Sorry, I'm not used to using watchlists to have conversations, but I am used to deleting email threads. My conclusion is that I support any effort to make Wikipedia become more alive, interactive, or otherwise better.
Date: Tue, 7 May 2013 21:15:14 +0430 From: ladsgroup@gmail.com To: wikidata-l@lists.wikimedia.org Subject: Re: [Wikidata-l] Question about wikipedia categories.
Guys! You can continue this conversion in a more public place like WD:PC It's bothering for people like me to receive e-mail every five minutes in a topic which I'm not interested So please continue this in a somewhere else
On 5/7/13, Jane Darnell jane023@gmail.com wrote:
What is interesting about categories, is that no matter how shaky the system is, these are pretty much the only meta data that there is for articles, because as I said before, just about every article has one. The weakness of DBpedia is that it is only programmed to pick up articles with infoboxes, and there just aren't that many of those.

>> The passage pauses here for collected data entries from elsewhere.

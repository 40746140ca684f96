//! Health and status endpoints

use axum::{extract::State, http::StatusCode, response::Json, routing::get, Router};
use serde_json::json;

use crate::AppState;

pub fn health_routes() -> Router<AppState> {
    Router::new()
        .route("/health", get(health_check))
        .route("/status", get(status))
}

/// Health check endpoint
async fn health_check() -> StatusCode {
    StatusCode::OK
}

/// Status endpoint
async fn status(State(state): State<AppState>) -> Json<serde_json::Value> {
    let editor = state.editor.read().await;
    let session = editor.session.as_ref();
    Json(json!({
        "service": "clapkit-ed",
        "version": env!("CARGO_PKG_VERSION"),
        "status": "running",
        "document_loaded": session.is_some(),
        "kind": session.map(|s| s.document.kind()),
        "diagnostic_count": session.map(|s| s.diagnostics.len()),
        "loaded_at": session.map(|s| s.loaded_at),
    }))
}
//! Service configuration
//!
//! Listen port resolution priority:
//! 1. Command-line argument (highest priority)
//! 2. Environment variable (handled by clap's `env` fallback)
//! 3. TOML config file (`ed_port` key)
//! 4. Compiled default

use std::path::PathBuf;

use tracing::warn;

/// Default listen port for the editor service
pub const DEFAULT_PORT: u16 = 5761;

/// Resolve the port the service should bind.
pub fn resolve_port(cli_arg: Option<u16>) -> u16 {
    // Priority 1-2: command line / environment, both surfaced through clap
    if let Some(port) = cli_arg {
        return port;
    }

    // Priority 3: TOML config file
    if let Some(port) = port_from_config_file() {
        return port;
    }

    // Priority 4: compiled default
    DEFAULT_PORT
}

/// Platform config file: `<config dir>/clapkit/config.toml`
fn config_file_path() -> Option<PathBuf> {
    dirs::config_dir().map(|dir| dir.join("clapkit").join("config.toml"))
}

fn port_from_config_file() -> Option<u16> {
    let path = config_file_path()?;
    let content = std::fs::read_to_string(&path).ok()?;
    let config: toml::Value = match toml::from_str(&content) {
        Ok(config) => config,
        Err(err) => {
            warn!("ignoring unreadable config file {}: {err}", path.display());
            return None;
        }
    };
    config
        .get("ed_port")
        .and_then(toml::Value::as_integer)
        .and_then(|port| u16::try_from(port).ok())
}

2013/5/7, Michael Hale hale.michael.jr@live.com:
Pardon the spam, but it is only 2000 categories. Four steps would be 25000.

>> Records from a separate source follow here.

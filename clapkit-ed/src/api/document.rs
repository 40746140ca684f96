//! Document lifecycle: paste/load, multi-file merge, fetch, export
//!
//! Loads replace the whole session. A parse failure is not an HTTP error —
//! the raw text is retained as a draft and handed back with its diagnostics,
//! exactly so the caller can put it in front of the user for repair.

use std::collections::HashMap;

use axum::{
    extract::{Path, State},
    routing::{get, post},
    Json, Router,
};
use chrono::{DateTime, Utc};
use serde::{Deserialize, Serialize};
use serde_json::Value;
use tracing::info;

use clapkit_common::collector::BatchCollector;
use clapkit_common::export::{export_filename, format_json, to_pretty_json};
use clapkit_common::merge::{merge_documents, SourceDocument};
use clapkit_common::model::{DocumentKind, VisualKind};
use clapkit_common::parse::parse_document;
use clapkit_common::prompt::{correction_prompt, format_blocks};
use clapkit_common::validate::Diagnostic;

use crate::error::{ApiError, ApiResult};
use crate::state::{Draft, EditorSession, ShotAnnotation};
use crate::AppState;

pub fn document_routes() -> Router<AppState> {
    Router::new()
        .route("/document", post(load_document).get(get_document))
        .route("/document/files", post(merge_files))
        .route("/document/export", get(export_document))
        .route("/prompts/correction", get(correction_prompt_for_session))
        .route("/entities/:kind/:entity_id/prompt", get(entity_prompt))
}

/// POST /document request
#[derive(Debug, Deserialize)]
pub struct LoadDocumentRequest {
    pub text: String,
}

/// POST /document and /document/files response
#[derive(Debug, Serialize)]
pub struct LoadDocumentResponse {
    pub loaded: bool,
    #[serde(skip_serializing_if = "Option::is_none")]
    pub kind: Option<DocumentKind>,
    pub auto_fixed: bool,
    pub fix_count: usize,
    /// Pretty-printed repaired text, when auto-fixing produced the document
    #[serde(skip_serializing_if = "Option::is_none")]
    pub fixed_json: Option<String>,
    pub diagnostics: Vec<Diagnostic>,
    pub warnings: Vec<String>,
    pub loaded_at: DateTime<Utc>,
}

/// POST /document
///
/// Parse pasted text, validate, and replace the session. Returns 200 with
/// `loaded: false` (and the syntax diagnostics) when the text does not parse.
pub async fn load_document(
    State(state): State<AppState>,
    Json(request): Json<LoadDocumentRequest>,
) -> ApiResult<Json<LoadDocumentResponse>> {
    let outcome = parse_document(&request.text);
    let mut editor = state.editor.write().await;

    let Some(document) = outcome.document else {
        let diagnostics = outcome.diagnostics;
        editor.replace_with_draft(Draft {
            text: request.text,
            diagnostics: diagnostics.clone(),
        });
        info!("document rejected: does not parse");
        return Ok(Json(LoadDocumentResponse {
            loaded: false,
            kind: None,
            auto_fixed: false,
            fix_count: 0,
            fixed_json: None,
            diagnostics,
            warnings: Vec::new(),
            loaded_at: Utc::now(),
        }));
    };

    let kind = document.kind();
    let mut diagnostics = outcome.diagnostics;
    diagnostics.extend(document.validate());

    let session = EditorSession::new(document, diagnostics.clone(), Vec::new(), outcome.auto_fixed)?;
    let loaded_at = session.loaded_at;
    editor.replace_with_session(session);

    info!(
        ?kind,
        auto_fixed = outcome.auto_fixed,
        diagnostics = diagnostics.len(),
        "document loaded"
    );
    Ok(Json(LoadDocumentResponse {
        loaded: true,
        kind: Some(kind),
        auto_fixed: outcome.auto_fixed,
        fix_count: outcome.fix_count,
        fixed_json: outcome.fixed_json.as_deref().map(format_json),
        diagnostics,
        warnings: Vec::new(),
        loaded_at,
    }))
}

/// POST /document/files request: the batch in selection order
#[derive(Debug, Deserialize)]
pub struct MergeFilesRequest {
    pub files: Vec<MergeFileEntry>,
}

#[derive(Debug, Deserialize)]
pub struct MergeFileEntry {
    pub name: String,
    pub content: String,
}

/// POST /document/files
///
/// Merge a batch of files into one document, validate, and replace the
/// session. Fatal merge conflicts (empty batch, film_id mismatch) return 422
/// with no state change; per-entity conflicts come back as warnings.
pub async fn merge_files(
    State(state): State<AppState>,
    Json(request): Json<MergeFilesRequest>,
) -> ApiResult<Json<LoadDocumentResponse>> {
    // Upstream reads complete in arbitrary order; the collector pins each
    // file to its selection-order slot and releases the batch only complete.
    let mut collector = BatchCollector::new(request.files.len());
    for (slot, file) in request.files.iter().enumerate() {
        collector.insert(slot, file.name.as_str(), file.content.as_str())?;
    }
    let sources = collector
        .into_sources()
        .ok_or_else(|| ApiError::Internal("incomplete file batch".to_string()))?;

    let mut documents = Vec::with_capacity(sources.len());
    for source in &sources {
        let outcome = parse_document(&source.content);
        let Some(document) = outcome.document else {
            return Err(ApiError::Unprocessable(format!(
                "{}: file does not parse as JSON",
                source.name
            )));
        };
        documents.push(SourceDocument::new(source.name.as_str(), document));
    }

    let output = merge_documents(&documents)?;
    let diagnostics = output.document.validate();
    let kind = output.document.kind();

    let mut editor = state.editor.write().await;
    let session = EditorSession::new(
        output.document,
        diagnostics.clone(),
        output.warnings.clone(),
        false,
    )?;
    let loaded_at = session.loaded_at;
    editor.replace_with_session(session);

    info!(
        files = request.files.len(),
        warnings = output.warnings.len(),
        ?kind,
        "file batch merged"
    );
    Ok(Json(LoadDocumentResponse {
        loaded: true,
        kind: Some(kind),
        auto_fixed: false,
        fix_count: 0,
        fixed_json: None,
        diagnostics,
        warnings: output.warnings,
        loaded_at,
    }))
}

/// GET /document response
#[derive(Debug, Serialize)]
pub struct DocumentResponse {
    pub loaded: bool,
    #[serde(skip_serializing_if = "Option::is_none")]
    pub kind: Option<DocumentKind>,
    #[serde(skip_serializing_if = "Option::is_none")]
    pub document: Option<Value>,
    pub diagnostics: Vec<Diagnostic>,
    pub warnings: Vec<String>,
    pub annotations: HashMap<String, ShotAnnotation>,
    /// Raw text of a paste that failed to parse
    #[serde(skip_serializing_if = "Option::is_none")]
    pub draft_text: Option<String>,
}

/// GET /document
pub async fn get_document(State(state): State<AppState>) -> ApiResult<Json<DocumentResponse>> {
    let editor = state.editor.read().await;

    if let Some(session) = &editor.session {
        return Ok(Json(DocumentResponse {
            loaded: true,
            kind: Some(session.document.kind()),
            document: Some(session.document.value().clone()),
            diagnostics: session.diagnostics.clone(),
            warnings: session.warnings.clone(),
            annotations: session.annotations.clone(),
            draft_text: None,
        }));
    }
    if let Some(draft) = &editor.draft {
        return Ok(Json(DocumentResponse {
            loaded: false,
            kind: None,
            document: None,
            diagnostics: draft.diagnostics.clone(),
            warnings: Vec::new(),
            annotations: HashMap::new(),
            draft_text: Some(draft.text.clone()),
        }));
    }
    Err(ApiError::NotFound("no document loaded".to_string()))
}

/// GET /document/export response
#[derive(Debug, Serialize)]
pub struct ExportResponse {
    pub filename: String,
    pub json: String,
}

/// GET /document/export
pub async fn export_document(State(state): State<AppState>) -> ApiResult<Json<ExportResponse>> {
    let editor = state.editor.read().await;
    let session = editor
        .session
        .as_ref()
        .ok_or_else(|| ApiError::NotFound("no document loaded".to_string()))?;

    Ok(Json(ExportResponse {
        filename: export_filename(&session.document),
        json: to_pretty_json(&session.document)?,
    }))
}

/// GET /entities/:kind/:entity_id/prompt response
#[derive(Debug, Serialize)]
pub struct EntityPromptResponse {
    pub kind: String,
    pub entity_id: String,
    #[serde(skip_serializing_if = "Option::is_none")]
    pub name: Option<String>,
    /// Ordered `KEY:VALUE;` rendering of the entity's block map
    pub prompt: String,
}

/// GET /entities/:kind/:entity_id/prompt
///
/// Concept-art prompt text for one visual-block entity of a Stage 1
/// document. `kind` is one of `characters`, `locations`, `props`.
pub async fn entity_prompt(
    State(state): State<AppState>,
    Path((kind, entity_id)): Path<(String, String)>,
) -> ApiResult<Json<EntityPromptResponse>> {
    let editor = state.editor.read().await;
    let session = editor
        .session
        .as_ref()
        .ok_or_else(|| ApiError::NotFound("no document loaded".to_string()))?;

    let kind = VisualKind::ALL
        .into_iter()
        .find(|k| k.key() == kind)
        .ok_or_else(|| ApiError::BadRequest(format!("unknown entity kind: {kind}")))?;

    let entity = session
        .document
        .value()
        .get("visual_blocks")
        .and_then(|blocks| blocks.get(kind.key()))
        .and_then(Value::as_array)
        .and_then(|entities| {
            entities
                .iter()
                .find(|e| e.get("id").and_then(Value::as_str) == Some(entity_id.as_str()))
        })
        .ok_or_else(|| {
            ApiError::NotFound(format!("{} not found: {entity_id}", kind.singular()))
        })?;

    let prompt = entity
        .get("blocks")
        .and_then(Value::as_object)
        .map(format_blocks)
        .unwrap_or_default();

    Ok(Json(EntityPromptResponse {
        kind: kind.key().to_string(),
        entity_id,
        name: entity
            .get("name")
            .and_then(Value::as_str)
            .map(str::to_string),
        prompt,
    }))
}

/// GET /prompts/correction response
#[derive(Debug, Serialize)]
pub struct CorrectionPromptResponse {
    pub prompt: String,
}

/// GET /prompts/correction
///
/// The correction request for the current diagnostics — works for a live
/// session and for a failed-parse draft alike.
pub async fn correction_prompt_for_session(
    State(state): State<AppState>,
) -> ApiResult<Json<CorrectionPromptResponse>> {
    let editor = state.editor.read().await;

    let diagnostics = if let Some(session) = &editor.session {
        &session.diagnostics
    } else if let Some(draft) = &editor.draft {
        &draft.diagnostics
    } else {
        return Err(ApiError::NotFound("no document loaded".to_string()));
    };

    Ok(Json(CorrectionPromptResponse {
        prompt: correction_prompt(diagnostics),
    }))
}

From: hale.michael.jr@live.com To: wikidata-l@lists.wikimedia.org Date: Tue, 7 May 2013 12:10:51 -0400 Subject: Re: [Wikidata-l] Question about wikipedia categories.
I spoke too soon. That is the only loop at two steps. But if you go out three steps (25000 categories) you find another 23 loops. Organizational studies <-> organizations, housing -> household behavior and family economics -> home -> housing, religious pluralism <-> religious persecution, secularism <-> religious pluralism, learning -> inductive reasoning -> scientific theories -> sociological theories -> social systems -> society -> education -> learning, etc.
From: hale.michael.jr@live.com To: wikidata-l@lists.wikimedia.org Date: Tue, 7 May 2013 11:31:24 -0400 Subject: Re: [Wikidata-l] Question about wikipedia categories.
I don't know if these are useful, but if we go two steps from the fundamental categories on the English Wikipedia we find several loops. Knowledge contains information and information contains knowledge, for example. Not allowing loops might force you to have to give different ranks to two categories that are equally important.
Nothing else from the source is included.